▸ **Task item**:
Only a number is expected: the count of lines in the listing where "enum" occurs.
#####
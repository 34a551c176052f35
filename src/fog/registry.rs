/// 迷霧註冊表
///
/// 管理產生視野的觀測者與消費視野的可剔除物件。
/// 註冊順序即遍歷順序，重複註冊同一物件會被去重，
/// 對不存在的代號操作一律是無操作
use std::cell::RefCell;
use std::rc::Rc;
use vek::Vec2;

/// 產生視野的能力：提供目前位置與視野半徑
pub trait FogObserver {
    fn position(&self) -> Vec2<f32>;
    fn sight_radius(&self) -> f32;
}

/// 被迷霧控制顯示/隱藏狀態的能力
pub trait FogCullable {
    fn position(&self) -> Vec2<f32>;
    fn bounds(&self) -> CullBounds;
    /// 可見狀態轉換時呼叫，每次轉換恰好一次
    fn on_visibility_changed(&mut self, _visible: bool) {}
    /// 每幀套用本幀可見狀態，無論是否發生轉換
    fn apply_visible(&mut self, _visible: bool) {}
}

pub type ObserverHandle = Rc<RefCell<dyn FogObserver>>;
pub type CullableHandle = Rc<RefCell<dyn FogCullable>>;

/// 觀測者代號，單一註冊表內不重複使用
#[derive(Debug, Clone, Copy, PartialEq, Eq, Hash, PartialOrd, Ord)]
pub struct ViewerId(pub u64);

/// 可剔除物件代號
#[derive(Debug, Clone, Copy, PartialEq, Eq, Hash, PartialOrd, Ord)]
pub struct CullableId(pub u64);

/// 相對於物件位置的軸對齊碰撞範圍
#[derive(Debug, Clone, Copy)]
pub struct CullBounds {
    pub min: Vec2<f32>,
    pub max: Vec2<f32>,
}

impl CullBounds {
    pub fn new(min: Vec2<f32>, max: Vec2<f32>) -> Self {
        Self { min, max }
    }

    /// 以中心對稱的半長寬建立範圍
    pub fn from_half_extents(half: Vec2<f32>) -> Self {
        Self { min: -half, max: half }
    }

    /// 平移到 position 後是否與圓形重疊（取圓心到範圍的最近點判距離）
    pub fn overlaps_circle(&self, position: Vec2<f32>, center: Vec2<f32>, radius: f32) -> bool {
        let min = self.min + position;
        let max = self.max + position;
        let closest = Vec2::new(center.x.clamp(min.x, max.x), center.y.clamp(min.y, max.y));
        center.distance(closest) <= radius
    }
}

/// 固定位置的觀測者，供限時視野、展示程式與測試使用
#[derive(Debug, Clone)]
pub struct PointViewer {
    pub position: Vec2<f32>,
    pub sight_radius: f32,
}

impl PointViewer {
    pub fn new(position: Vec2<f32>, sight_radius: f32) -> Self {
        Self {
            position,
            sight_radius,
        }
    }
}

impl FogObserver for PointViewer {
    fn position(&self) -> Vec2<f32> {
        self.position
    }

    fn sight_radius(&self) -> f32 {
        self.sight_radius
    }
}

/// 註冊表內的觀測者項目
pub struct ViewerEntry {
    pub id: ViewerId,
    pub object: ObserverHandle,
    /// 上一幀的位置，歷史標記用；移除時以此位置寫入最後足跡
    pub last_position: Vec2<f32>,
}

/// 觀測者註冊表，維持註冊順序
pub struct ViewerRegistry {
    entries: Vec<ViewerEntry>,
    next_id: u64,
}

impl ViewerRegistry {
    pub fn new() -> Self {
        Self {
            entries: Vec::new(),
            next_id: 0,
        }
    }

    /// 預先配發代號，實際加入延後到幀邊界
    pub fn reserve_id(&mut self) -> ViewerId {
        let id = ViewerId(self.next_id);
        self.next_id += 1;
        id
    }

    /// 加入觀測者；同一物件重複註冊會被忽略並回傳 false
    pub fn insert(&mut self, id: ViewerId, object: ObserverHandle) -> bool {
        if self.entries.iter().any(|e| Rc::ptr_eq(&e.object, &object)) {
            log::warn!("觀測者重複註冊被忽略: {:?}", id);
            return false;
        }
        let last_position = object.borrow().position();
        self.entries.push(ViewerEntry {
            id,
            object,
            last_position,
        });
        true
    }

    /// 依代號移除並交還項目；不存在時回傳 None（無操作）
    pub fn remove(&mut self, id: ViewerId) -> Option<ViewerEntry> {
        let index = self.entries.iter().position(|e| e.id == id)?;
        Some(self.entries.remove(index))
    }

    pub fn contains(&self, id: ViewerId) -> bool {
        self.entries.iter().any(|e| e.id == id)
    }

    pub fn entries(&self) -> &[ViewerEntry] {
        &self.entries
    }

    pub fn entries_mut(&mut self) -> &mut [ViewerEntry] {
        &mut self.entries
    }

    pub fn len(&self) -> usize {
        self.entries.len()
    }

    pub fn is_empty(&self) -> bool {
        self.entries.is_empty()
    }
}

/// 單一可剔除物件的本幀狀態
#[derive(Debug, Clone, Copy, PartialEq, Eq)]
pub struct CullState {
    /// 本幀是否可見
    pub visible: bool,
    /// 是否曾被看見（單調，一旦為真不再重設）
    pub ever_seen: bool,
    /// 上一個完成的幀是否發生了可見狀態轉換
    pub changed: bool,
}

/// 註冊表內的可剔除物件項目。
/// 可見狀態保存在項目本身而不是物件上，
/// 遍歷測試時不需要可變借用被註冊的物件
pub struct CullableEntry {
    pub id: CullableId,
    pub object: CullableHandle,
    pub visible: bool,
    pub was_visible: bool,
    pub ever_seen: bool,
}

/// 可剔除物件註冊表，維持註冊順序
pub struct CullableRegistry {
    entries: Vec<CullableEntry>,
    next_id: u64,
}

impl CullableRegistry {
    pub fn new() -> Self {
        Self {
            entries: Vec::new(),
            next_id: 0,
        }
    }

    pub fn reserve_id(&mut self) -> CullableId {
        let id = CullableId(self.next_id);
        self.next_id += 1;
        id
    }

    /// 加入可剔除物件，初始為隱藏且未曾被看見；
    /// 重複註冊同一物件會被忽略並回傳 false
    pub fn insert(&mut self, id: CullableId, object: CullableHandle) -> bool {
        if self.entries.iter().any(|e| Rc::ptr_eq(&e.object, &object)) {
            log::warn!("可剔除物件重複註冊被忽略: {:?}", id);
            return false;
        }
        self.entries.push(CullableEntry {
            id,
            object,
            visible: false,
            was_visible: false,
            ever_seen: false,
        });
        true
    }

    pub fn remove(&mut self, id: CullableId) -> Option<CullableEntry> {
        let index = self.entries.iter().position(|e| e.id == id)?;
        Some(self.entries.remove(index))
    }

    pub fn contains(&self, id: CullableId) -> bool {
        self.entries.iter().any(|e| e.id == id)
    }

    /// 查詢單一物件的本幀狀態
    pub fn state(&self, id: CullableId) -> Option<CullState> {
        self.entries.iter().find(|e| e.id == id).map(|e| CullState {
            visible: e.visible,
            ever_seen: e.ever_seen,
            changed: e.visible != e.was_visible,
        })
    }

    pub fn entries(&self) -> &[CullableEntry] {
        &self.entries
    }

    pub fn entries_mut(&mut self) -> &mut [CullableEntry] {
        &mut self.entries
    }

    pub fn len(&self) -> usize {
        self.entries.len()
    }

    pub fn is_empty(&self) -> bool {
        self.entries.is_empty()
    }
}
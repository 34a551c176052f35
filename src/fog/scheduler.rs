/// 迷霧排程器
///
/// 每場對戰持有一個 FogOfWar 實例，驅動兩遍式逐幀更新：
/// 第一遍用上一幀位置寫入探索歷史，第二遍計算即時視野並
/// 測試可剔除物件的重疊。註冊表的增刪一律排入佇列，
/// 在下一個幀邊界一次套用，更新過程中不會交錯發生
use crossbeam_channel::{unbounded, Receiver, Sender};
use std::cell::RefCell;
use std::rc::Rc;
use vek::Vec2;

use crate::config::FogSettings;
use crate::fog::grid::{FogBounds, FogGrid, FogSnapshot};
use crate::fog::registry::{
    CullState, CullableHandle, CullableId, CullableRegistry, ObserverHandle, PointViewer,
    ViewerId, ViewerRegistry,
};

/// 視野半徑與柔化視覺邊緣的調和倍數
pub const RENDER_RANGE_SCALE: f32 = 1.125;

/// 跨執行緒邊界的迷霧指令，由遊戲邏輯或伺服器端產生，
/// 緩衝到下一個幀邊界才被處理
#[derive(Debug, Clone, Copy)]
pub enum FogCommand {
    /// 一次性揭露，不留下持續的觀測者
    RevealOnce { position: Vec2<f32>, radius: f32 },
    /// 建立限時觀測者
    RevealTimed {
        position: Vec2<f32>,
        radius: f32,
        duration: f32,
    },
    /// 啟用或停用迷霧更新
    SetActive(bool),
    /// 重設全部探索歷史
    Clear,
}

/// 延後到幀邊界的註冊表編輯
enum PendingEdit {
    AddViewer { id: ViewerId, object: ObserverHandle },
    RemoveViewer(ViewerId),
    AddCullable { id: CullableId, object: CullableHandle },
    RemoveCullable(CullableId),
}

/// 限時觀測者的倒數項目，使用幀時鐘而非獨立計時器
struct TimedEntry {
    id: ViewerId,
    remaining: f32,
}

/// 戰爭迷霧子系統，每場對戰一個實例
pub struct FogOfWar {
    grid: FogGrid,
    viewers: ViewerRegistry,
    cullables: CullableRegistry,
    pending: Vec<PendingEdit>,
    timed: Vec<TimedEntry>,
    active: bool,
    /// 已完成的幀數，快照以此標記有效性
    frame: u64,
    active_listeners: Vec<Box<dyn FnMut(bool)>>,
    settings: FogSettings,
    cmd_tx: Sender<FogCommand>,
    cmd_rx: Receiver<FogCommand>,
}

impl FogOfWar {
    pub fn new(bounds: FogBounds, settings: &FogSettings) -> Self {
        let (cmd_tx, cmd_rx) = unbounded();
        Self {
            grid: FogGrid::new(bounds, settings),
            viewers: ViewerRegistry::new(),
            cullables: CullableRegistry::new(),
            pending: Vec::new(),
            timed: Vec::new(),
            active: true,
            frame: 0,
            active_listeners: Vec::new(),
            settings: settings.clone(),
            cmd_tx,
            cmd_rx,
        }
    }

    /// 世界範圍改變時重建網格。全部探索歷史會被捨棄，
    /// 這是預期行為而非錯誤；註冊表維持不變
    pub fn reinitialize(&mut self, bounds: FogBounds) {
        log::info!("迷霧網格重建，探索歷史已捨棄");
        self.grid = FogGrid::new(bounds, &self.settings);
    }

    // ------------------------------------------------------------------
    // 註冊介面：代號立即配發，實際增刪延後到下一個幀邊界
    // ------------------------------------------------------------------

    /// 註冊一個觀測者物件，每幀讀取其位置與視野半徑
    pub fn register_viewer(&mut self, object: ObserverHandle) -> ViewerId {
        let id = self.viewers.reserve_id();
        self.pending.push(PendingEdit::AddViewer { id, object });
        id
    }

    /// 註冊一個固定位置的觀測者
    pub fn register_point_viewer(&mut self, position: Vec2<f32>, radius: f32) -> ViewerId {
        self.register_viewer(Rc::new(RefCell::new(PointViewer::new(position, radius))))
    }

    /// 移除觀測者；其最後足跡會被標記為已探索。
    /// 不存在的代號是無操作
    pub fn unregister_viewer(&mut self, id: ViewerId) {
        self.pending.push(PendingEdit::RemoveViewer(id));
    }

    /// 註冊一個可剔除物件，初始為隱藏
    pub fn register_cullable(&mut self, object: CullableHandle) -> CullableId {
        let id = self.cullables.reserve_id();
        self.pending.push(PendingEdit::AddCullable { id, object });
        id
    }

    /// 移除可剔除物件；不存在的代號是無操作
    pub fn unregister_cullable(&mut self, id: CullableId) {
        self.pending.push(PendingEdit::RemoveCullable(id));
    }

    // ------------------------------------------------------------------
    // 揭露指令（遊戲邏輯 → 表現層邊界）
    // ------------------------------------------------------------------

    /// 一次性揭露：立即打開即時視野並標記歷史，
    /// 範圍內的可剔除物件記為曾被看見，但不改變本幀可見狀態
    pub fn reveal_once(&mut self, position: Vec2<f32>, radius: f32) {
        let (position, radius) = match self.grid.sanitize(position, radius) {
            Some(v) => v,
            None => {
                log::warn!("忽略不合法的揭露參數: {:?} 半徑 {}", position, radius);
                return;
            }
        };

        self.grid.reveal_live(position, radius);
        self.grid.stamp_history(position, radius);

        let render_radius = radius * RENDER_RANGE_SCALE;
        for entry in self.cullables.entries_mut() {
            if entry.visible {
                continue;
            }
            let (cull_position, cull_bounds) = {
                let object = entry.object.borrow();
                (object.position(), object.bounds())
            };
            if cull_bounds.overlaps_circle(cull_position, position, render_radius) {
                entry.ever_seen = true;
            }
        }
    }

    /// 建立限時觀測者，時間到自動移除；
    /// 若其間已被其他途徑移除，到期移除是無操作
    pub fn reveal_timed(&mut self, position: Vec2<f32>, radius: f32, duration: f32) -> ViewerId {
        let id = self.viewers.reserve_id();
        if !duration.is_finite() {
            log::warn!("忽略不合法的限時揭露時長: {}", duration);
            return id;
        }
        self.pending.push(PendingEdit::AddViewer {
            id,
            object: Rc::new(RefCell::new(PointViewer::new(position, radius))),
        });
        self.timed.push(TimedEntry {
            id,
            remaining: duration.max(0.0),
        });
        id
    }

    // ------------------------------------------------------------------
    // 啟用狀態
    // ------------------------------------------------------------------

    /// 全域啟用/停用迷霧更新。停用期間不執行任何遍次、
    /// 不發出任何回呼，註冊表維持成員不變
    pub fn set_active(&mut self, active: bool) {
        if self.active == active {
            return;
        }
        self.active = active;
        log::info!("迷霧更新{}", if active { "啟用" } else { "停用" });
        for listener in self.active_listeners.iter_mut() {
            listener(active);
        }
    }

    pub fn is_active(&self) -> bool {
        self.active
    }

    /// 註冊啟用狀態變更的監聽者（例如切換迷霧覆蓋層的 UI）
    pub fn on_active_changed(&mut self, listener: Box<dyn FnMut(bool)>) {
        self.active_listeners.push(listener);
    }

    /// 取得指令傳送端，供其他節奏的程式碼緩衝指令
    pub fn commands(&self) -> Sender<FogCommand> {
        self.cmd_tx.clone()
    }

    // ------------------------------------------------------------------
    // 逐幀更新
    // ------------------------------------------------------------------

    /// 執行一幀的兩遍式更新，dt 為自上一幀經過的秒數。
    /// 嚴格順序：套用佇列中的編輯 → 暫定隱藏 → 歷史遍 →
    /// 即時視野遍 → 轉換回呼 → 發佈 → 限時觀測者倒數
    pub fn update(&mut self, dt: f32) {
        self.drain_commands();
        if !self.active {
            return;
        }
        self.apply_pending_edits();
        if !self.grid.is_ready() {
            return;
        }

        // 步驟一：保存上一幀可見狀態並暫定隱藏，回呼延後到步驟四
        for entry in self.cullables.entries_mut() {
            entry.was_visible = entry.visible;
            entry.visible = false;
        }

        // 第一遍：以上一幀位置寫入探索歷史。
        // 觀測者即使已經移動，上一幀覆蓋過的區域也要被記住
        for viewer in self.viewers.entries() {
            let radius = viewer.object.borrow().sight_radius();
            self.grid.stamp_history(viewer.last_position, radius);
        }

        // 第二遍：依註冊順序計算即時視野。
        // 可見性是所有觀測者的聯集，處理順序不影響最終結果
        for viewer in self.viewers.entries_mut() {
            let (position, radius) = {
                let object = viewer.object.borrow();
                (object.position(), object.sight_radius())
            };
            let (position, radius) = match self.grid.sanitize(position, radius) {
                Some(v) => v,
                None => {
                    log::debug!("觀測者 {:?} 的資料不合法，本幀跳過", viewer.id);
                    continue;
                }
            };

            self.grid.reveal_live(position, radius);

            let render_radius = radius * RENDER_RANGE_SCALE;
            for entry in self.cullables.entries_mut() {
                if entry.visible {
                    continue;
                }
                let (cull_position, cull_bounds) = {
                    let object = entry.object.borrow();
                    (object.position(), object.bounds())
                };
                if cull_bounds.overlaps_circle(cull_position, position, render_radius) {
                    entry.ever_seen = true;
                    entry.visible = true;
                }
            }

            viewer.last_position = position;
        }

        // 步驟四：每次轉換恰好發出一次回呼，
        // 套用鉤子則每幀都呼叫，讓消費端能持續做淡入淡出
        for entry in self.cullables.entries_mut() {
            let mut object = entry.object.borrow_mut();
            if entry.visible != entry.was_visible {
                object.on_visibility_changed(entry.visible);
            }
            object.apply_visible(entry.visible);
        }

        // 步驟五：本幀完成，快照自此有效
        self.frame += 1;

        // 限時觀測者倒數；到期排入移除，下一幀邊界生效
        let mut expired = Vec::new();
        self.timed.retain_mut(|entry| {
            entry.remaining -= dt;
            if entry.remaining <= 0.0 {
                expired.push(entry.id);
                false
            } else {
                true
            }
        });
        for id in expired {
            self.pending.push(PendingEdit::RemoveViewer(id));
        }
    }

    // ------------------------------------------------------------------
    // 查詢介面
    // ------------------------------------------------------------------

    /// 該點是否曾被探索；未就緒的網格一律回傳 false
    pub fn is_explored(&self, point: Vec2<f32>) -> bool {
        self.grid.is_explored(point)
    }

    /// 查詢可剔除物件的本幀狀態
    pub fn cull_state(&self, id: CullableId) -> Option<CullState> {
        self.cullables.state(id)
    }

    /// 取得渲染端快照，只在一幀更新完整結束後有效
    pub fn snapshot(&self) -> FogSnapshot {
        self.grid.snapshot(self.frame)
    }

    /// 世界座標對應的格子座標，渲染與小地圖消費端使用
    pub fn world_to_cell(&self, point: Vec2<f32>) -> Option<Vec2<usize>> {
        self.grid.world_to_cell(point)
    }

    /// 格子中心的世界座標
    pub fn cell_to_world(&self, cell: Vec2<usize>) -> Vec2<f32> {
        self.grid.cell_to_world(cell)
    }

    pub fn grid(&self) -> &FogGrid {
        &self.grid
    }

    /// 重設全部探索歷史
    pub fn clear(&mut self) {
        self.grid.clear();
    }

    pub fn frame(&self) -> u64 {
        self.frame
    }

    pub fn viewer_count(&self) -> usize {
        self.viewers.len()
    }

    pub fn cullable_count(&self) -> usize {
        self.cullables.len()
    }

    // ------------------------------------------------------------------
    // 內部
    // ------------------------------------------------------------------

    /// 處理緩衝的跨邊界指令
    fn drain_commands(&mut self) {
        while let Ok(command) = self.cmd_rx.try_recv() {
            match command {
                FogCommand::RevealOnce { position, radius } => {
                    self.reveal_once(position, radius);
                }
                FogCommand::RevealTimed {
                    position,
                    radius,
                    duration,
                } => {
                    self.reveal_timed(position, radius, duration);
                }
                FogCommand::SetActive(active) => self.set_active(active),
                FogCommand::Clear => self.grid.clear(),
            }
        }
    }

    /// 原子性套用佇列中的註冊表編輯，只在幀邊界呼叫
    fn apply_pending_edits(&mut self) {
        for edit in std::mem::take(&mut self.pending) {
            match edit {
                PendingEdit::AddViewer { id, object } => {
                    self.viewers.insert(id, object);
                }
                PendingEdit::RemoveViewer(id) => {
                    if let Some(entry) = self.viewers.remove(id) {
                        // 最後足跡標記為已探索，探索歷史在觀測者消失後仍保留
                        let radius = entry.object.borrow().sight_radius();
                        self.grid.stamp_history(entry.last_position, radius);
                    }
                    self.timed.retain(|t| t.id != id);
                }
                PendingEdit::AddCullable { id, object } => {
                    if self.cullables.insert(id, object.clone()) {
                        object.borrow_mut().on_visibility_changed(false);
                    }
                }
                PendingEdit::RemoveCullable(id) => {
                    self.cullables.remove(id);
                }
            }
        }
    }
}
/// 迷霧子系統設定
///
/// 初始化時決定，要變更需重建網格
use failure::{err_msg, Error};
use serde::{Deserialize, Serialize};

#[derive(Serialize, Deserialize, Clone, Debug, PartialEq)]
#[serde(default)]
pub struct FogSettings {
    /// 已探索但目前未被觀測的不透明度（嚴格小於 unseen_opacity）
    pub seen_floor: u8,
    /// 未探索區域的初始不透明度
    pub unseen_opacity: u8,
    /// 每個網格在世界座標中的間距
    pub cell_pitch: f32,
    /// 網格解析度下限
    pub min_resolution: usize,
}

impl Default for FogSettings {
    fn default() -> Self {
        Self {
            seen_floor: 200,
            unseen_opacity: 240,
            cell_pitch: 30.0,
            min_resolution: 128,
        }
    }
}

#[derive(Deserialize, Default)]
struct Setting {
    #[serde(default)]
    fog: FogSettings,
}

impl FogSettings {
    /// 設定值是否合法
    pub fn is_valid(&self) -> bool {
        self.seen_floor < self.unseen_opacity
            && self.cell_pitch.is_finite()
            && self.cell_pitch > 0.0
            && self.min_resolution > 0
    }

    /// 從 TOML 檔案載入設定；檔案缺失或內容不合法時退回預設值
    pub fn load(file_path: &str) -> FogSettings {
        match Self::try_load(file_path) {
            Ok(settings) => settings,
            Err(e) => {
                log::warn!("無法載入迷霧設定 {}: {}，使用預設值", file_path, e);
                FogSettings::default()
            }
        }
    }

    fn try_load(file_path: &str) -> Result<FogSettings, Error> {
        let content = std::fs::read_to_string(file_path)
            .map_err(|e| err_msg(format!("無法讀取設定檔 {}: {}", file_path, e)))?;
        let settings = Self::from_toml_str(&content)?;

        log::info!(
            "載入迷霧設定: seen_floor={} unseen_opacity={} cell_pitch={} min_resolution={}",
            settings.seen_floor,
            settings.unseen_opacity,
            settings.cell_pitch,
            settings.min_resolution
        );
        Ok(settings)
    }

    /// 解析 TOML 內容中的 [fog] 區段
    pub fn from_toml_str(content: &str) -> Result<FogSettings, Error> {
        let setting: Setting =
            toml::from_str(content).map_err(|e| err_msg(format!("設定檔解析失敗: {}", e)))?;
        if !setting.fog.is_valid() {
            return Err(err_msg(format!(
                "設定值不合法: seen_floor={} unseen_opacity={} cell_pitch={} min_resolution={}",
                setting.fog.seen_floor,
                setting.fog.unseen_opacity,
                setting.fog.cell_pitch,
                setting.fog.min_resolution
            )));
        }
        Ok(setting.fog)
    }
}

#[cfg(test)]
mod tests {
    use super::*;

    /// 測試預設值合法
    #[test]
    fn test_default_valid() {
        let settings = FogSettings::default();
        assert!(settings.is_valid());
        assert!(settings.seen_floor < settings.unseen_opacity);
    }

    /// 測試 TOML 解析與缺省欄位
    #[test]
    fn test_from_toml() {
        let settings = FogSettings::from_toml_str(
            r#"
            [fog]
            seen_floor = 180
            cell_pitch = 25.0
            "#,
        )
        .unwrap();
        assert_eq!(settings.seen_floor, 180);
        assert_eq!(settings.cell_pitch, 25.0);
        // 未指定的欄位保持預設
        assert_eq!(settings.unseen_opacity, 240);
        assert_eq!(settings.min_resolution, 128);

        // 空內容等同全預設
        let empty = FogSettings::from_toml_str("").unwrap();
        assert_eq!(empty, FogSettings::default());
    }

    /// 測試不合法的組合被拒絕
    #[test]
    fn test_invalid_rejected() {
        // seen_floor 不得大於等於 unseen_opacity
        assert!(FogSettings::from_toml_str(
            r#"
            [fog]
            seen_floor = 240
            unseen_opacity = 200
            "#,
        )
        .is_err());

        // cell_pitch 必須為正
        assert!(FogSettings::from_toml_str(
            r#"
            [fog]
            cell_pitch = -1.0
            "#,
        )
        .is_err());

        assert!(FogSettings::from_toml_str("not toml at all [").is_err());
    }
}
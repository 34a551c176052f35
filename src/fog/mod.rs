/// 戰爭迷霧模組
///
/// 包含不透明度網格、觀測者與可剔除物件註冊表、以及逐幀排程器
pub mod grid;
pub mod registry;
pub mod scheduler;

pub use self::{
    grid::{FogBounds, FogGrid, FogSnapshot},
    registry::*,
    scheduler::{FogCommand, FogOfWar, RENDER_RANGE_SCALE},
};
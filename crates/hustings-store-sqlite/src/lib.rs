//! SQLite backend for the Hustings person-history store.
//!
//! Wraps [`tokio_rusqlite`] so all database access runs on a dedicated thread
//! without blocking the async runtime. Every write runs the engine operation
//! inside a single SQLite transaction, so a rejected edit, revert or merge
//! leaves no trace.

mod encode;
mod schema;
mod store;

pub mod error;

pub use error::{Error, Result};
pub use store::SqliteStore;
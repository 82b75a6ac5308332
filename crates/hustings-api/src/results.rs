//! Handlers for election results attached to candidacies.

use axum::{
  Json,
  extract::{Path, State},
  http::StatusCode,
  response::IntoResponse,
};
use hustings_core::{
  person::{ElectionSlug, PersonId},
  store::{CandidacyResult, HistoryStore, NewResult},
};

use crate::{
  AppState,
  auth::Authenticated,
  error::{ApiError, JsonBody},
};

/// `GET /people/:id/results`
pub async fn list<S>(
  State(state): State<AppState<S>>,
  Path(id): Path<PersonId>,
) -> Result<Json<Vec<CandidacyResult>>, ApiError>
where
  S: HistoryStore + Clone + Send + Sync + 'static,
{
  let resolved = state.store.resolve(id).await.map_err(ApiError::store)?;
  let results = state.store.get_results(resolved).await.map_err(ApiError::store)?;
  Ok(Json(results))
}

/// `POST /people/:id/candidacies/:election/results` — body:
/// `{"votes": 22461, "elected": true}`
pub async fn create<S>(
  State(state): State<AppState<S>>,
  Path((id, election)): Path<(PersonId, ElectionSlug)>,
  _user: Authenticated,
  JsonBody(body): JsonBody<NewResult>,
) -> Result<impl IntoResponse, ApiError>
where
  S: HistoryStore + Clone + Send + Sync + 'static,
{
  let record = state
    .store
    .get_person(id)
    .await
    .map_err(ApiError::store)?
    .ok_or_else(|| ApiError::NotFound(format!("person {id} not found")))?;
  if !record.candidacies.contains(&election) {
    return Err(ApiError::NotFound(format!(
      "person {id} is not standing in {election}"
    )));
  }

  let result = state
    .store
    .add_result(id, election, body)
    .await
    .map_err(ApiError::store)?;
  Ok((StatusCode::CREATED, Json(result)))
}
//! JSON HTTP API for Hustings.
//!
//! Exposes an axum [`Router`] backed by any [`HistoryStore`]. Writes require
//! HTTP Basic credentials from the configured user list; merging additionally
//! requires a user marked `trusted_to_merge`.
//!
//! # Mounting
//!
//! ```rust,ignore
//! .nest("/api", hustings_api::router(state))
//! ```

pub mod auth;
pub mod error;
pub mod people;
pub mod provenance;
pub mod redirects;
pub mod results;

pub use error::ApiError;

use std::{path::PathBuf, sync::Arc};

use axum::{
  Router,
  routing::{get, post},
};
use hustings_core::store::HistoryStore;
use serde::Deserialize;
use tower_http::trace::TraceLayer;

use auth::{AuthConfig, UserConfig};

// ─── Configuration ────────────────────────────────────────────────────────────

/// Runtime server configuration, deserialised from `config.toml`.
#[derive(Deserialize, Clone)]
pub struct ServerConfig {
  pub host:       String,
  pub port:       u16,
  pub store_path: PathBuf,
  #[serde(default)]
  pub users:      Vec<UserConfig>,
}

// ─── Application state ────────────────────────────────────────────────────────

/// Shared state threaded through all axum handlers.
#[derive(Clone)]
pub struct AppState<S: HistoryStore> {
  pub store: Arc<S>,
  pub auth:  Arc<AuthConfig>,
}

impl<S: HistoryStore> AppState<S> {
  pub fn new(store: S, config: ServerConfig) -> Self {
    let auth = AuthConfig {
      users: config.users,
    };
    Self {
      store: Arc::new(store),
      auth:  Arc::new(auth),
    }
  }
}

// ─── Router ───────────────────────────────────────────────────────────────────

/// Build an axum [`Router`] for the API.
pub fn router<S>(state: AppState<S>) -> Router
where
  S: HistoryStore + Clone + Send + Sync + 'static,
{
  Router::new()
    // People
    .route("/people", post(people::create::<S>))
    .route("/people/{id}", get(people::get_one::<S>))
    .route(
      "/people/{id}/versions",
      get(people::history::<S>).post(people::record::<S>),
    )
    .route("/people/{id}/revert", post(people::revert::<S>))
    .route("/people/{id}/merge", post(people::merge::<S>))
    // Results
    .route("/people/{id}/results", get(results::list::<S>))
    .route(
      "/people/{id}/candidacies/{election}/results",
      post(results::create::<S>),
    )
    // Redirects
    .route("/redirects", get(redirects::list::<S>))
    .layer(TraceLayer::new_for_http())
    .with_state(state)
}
#####
▸ **Written answer**:
2